Thailand’s Worawi Makudi will run against West Asian nominees Sheikh Salman bin Ibrahim Al Khalifa of Bahrain, Yousef Al Serkal of the United Arab Emirates and Hafez Al Medlej of Saudi Arabia for the vacant position as president of the Asian Football Confederation.
The AFC confirmed the four nominees on Monday. China’s Zhang Jilong, who has been acting president since Qatar’s Mohamed bin Hammam was suspended by football’s world governing body in May 2011, told China’s official news agency over the weekend that he would not put himself forward to be president.
The election will be held May 2 in Kuala Lumpur.
“The nominations will now be scrutinised and the list of candidates will be sent to the Member Associations one month prior to the Congress in accordance with the AFC Statutes,” the AFC said in a statement issued more than 18 hours after the deadline for nominations.
Salman has also been nominated for a position on FIFA’s executive committee along with Hassan Al Thawadi, the secretary-general of the Qatar 2022 World Cup organising committee.
Bin Hammam, who became AFC president in 2002, was found guilty of attempting to buy votes during his failed challenge against FIFA President Sepp Blatter in 2011 and the FIFA ethics committee suspended him from all football activity for life.
The Court of Arbitration for Sport overturned that decision but bin Hammam remained under provisional suspensions by both FIFA and AFC as investigations continued into allegations of financial irregularities during his tenure.

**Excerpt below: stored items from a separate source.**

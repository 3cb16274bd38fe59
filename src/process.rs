//! The process tree data model: steps, their dependency edges, and
//! the retry policy attached to each (§3).

use std::collections::{HashMap, HashSet};

use chrono::{DateTime, Utc};
use serde::{Deserialize, Serialize};
use serde_json::Value;

use crate::error::ErrorKind;
use crate::retrieval::FusionStrategy;

/// What a step dispatches to when it runs (§4.8).
#[derive(Debug, Clone, Copy, PartialEq, Eq, Serialize, Deserialize)]
#[serde(rename_all = "SCREAMING_SNAKE_CASE")]
pub enum StepType {
    Nlp,
    Search,
    Retrieval,
    Agent,
    Llm,
    Quality,
    Aggregate,
}

/// A step's lifecycle state (§3).
#[derive(Debug, Clone, Copy, PartialEq, Eq, Serialize, Deserialize)]
#[serde(rename_all = "snake_case")]
pub enum StepStatus {
    Pending,
    Ready,
    Running,
    Completed,
    Failed,
    Cancelled,
    Skipped,
}

/// What the executor does when a step exhausts its retries (§4.8 step 3).
#[derive(Debug, Clone, Copy, PartialEq, Eq, Serialize, Deserialize)]
#[serde(rename_all = "snake_case")]
pub enum OnFailure {
    AbortPlan,
    ContinueDegraded,
}

/// Retry behaviour for a single step.
#[derive(Debug, Clone, Copy, Serialize, Deserialize)]
pub struct RetryPolicy {
    pub max_attempts: u32,
    pub base_delay_ms: u64,
    pub backoff_factor: f64,
}

impl Default for RetryPolicy {
    fn default() -> Self {
        Self {
            max_attempts: 3,
            base_delay_ms: 100,
            backoff_factor: 4.0,
        }
    }
}

impl RetryPolicy {
    /// Matches §4.7's 100ms -> 400ms -> 1600ms backend backoff ladder.
    pub fn delay_for_attempt(&self, attempt: u32) -> std::time::Duration {
        let factor = self.backoff_factor.max(1.0).powi(attempt as i32);
        let millis = (self.base_delay_ms as f64 * factor).round().max(0.0) as u64;
        std::time::Duration::from_millis(millis)
    }

    /// Whether `error_kind` may be retried at all under this policy,
    /// deferring to the kind's own transience (§7) first. LLM backend
    /// failures are capped at one retry regardless of `max_attempts`
    /// (§7: "transient; one retry"), distinct from the backend-timeout
    /// ladder's full `max_attempts` budget.
    pub fn allows_retry(&self, error_kind: ErrorKind, attempt: u32) -> bool {
        if !error_kind.is_transient() {
            return false;
        }
        let cap = match error_kind {
            ErrorKind::LlmBackendError => 1,
            _ => self.max_attempts,
        };
        attempt < cap
    }
}

/// Weight/strategy overrides a SEARCH/RETRIEVAL step may carry.
#[derive(Debug, Clone, Default, Serialize, Deserialize)]
pub struct RetrievalOverrides {
    #[serde(skip_serializing_if = "Option::is_none")]
    pub strategy: Option<FusionStrategy>,
    #[serde(skip_serializing_if = "Option::is_none")]
    pub vector_weight: Option<f64>,
    #[serde(skip_serializing_if = "Option::is_none")]
    pub graph_weight: Option<f64>,
    #[serde(skip_serializing_if = "Option::is_none")]
    pub keyword_weight: Option<f64>,
}

/// A single node in a process tree (§3).
#[derive(Debug, Clone, Serialize, Deserialize)]
pub struct ProcessStep {
    pub id: String,
    pub step_type: StepType,
    #[serde(default)]
    pub inputs: Value,
    #[serde(default)]
    pub depends_on: HashSet<String>,
    pub timeout_ms: Option<u64>,
    #[serde(default)]
    pub retry_policy: RetryPolicy,
    #[serde(default)]
    pub on_failure: Option<OnFailure>,
    #[serde(default)]
    pub retrieval: RetrievalOverrides,
    /// Capability tag required if `step_type == Agent`.
    #[serde(default)]
    pub required_capability: Option<String>,

    pub status: StepStatus,
    #[serde(default)]
    pub attempt: u32,
    #[serde(skip_serializing_if = "Option::is_none")]
    pub started_at: Option<DateTime<Utc>>,
    #[serde(skip_serializing_if = "Option::is_none")]
    pub ended_at: Option<DateTime<Utc>>,
    #[serde(skip_serializing_if = "Option::is_none")]
    pub result: Option<Value>,
    #[serde(skip_serializing_if = "Option::is_none")]
    pub error: Option<String>,
    #[serde(default)]
    pub citations: Vec<String>,
}

impl ProcessStep {
    pub fn new(id: impl Into<String>, step_type: StepType) -> Self {
        Self {
            id: id.into(),
            step_type,
            inputs: Value::Null,
            depends_on: HashSet::new(),
            timeout_ms: None,
            retry_policy: RetryPolicy::default(),
            on_failure: None,
            retrieval: RetrievalOverrides::default(),
            required_capability: None,
            status: StepStatus::Pending,
            attempt: 0,
            started_at: None,
            ended_at: None,
            result: None,
            error: None,
            citations: Vec::new(),
        }
    }

    pub fn depends_on(mut self, ids: impl IntoIterator<Item = impl Into<String>>) -> Self {
        self.depends_on = ids.into_iter().map(Into::into).collect();
        self
    }

    pub fn with_capability(mut self, capability: impl Into<String>) -> Self {
        self.required_capability = Some(capability.into());
        self
    }

    pub fn with_on_failure(mut self, on_failure: OnFailure) -> Self {
        self.on_failure = Some(on_failure);
        self
    }

    pub fn with_inputs(mut self, inputs: Value) -> Self {
        self.inputs = inputs;
        self
    }

    /// `on_failure = abort_plan` by default on the root step, and
    /// `continue_degraded` on every other step (§7 propagation policy
    /// default), unless overridden explicitly.
    pub fn effective_on_failure(&self, is_root: bool) -> OnFailure {
        self.on_failure.unwrap_or(if is_root {
            OnFailure::AbortPlan
        } else {
            OnFailure::ContinueDegraded
        })
    }
}

/// A rooted DAG of steps (§3). The root step id is tracked separately
/// since children may have multiple parents.
#[derive(Debug, Clone, Serialize, Deserialize)]
pub struct ProcessTree {
    pub root_id: String,
    pub steps: HashMap<String, ProcessStep>,
}

impl ProcessTree {
    pub fn new(root: ProcessStep) -> Self {
        let root_id = root.id.clone();
        let mut steps = HashMap::new();
        steps.insert(root_id.clone(), root);
        Self { root_id, steps }
    }

    pub fn add_step(&mut self, step: ProcessStep) {
        self.steps.insert(step.id.clone(), step);
    }

    pub fn get(&self, id: &str) -> Option<&ProcessStep> {
        self.steps.get(id)
    }

    pub fn get_mut(&mut self, id: &str) -> Option<&mut ProcessStep> {
        self.steps.get_mut(id)
    }

    pub fn root(&self) -> &ProcessStep {
        self.steps
            .get(&self.root_id)
            .expect("root step always present")
    }

    pub fn is_root(&self, id: &str) -> bool {
        id == self.root_id
    }

    pub fn step_ids(&self) -> impl Iterator<Item = &String> {
        self.steps.keys()
    }

    /// All ids referenced by some step's `depends_on` but absent from
    /// `steps` — a plan-level error per §4.5.
    pub fn missing_dependency_ids(&self) -> Vec<String> {
        let mut missing: Vec<String> = self
            .steps
            .values()
            .flat_map(|s| s.depends_on.iter())
            .filter(|dep| !self.steps.contains_key(*dep))
            .cloned()
            .collect();
        missing.sort();
        missing.dedup();
        missing
    }
}

#[cfg(test)]
mod tests {
    use super::*;

    #[test]
    fn builder_sets_depends_on() {
        let step = ProcessStep::new("b", StepType::Search).depends_on(["a"]);
        assert!(step.depends_on.contains("a"));
    }

    #[test]
    fn effective_on_failure_defaults_by_root() {
        let root = ProcessStep::new("root", StepType::Llm);
        let child = ProcessStep::new("child", StepType::Search);
        assert_eq!(root.effective_on_failure(true), OnFailure::AbortPlan);
        assert_eq!(child.effective_on_failure(false), OnFailure::ContinueDegraded);
    }

    #[test]
    fn retry_policy_backoff_matches_100_400_1600_ladder() {
        let policy = RetryPolicy::default();
        assert_eq!(policy.delay_for_attempt(0).as_millis(), 100);
        assert_eq!(policy.delay_for_attempt(1).as_millis(), 400);
        assert_eq!(policy.delay_for_attempt(2).as_millis(), 1600);
    }

    #[test]
    fn llm_backend_errors_are_capped_at_one_retry() {
        let policy = RetryPolicy::default();
        assert!(policy.allows_retry(ErrorKind::LlmBackendError, 0));
        assert!(!policy.allows_retry(ErrorKind::LlmBackendError, 1));
    }

    #[test]
    fn backend_timeouts_use_the_full_max_attempts_budget() {
        let policy = RetryPolicy::default();
        assert!(policy.allows_retry(ErrorKind::BackendTimeout, 0));
        assert!(policy.allows_retry(ErrorKind::BackendTimeout, 2));
        assert!(!policy.allows_retry(ErrorKind::BackendTimeout, 3));
    }

    #[test]
    fn missing_dependency_ids_detects_dangling_edges() {
        let mut tree = ProcessTree::new(ProcessStep::new("root", StepType::Llm).depends_on(["ghost"]));
        tree.add_step(ProcessStep::new("a", StepType::Search));
        assert_eq!(tree.missing_dependency_ids(), vec!["ghost".to_string()]);
    }
}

The Qatari official’s life ban was imposed again by FIFA after he resigned from all football positions on December 17. He has denied wrongdoing.
Salman, a member of the Bahrain ruling royal family and head of the national football association, came within two votes of defeating bin Hammam for a seat on the FIFA executive committee in 2009 after a bitter battle that widened divisions in Asia.
“The past two years has seen enough bad publicity and it just gave us a bad image. We have to clear this up and have a wind of change and a new beginning,” Salman said in a recent interview with The Associated Press.
“The big advantage is that people know me and I know lots of people and the relationships are ongoing. I have to convince them I am the right candidate.”
Salman said that the ongoing political unrest in Bahrain and the reports of national team players being placed under arrest shortly after participating in pro-democracy demonstrations in February 2011 is not relevant to his bid.
“We’d like to keep sport as it is and the political side we never talk about,” he said.
“There is progress in the political situation with negotiations still going on with the opposition and government but … I want to talk about football.”
Worawi, a long-time member of the FIFA Executive Committee, is the only candidate from the eastern side of the 46-member confederation. He was endorsed last week by the 11-nation regional body representing South East Asian football, a nomination the group says comes with the backing of Australia.
FIFA last December cleared Worawi of suspicion that he profited from football development projects in Thailand.
He had been suspected of breaching conflict-of-interest ethics rules after the Football Association of Thailand used $860,000 of FIFA funding to build fields and offices on land his family was believed to own. FIFA closed the investigation after saying that Worawi had provided documents that showed he donated the land in question to the association.
The AFC also opened nominations for a female vice president, two female members on the AFC executive committee and one position on the FIFA Executive Committee.
Australia’s Moya Dodd is the only person to nominate for the female vice president position.
The spot on the FIFA executive gives another Qatari a chance to be among the key decision makers in the sport.
Since becoming the first Middle Eastern country to win the right to host the World Cup, Qatar has had to deny a series of allegations of bribery.
Al Thawadi insisted that the bid was conducted to the “highest ethical and moral standards.”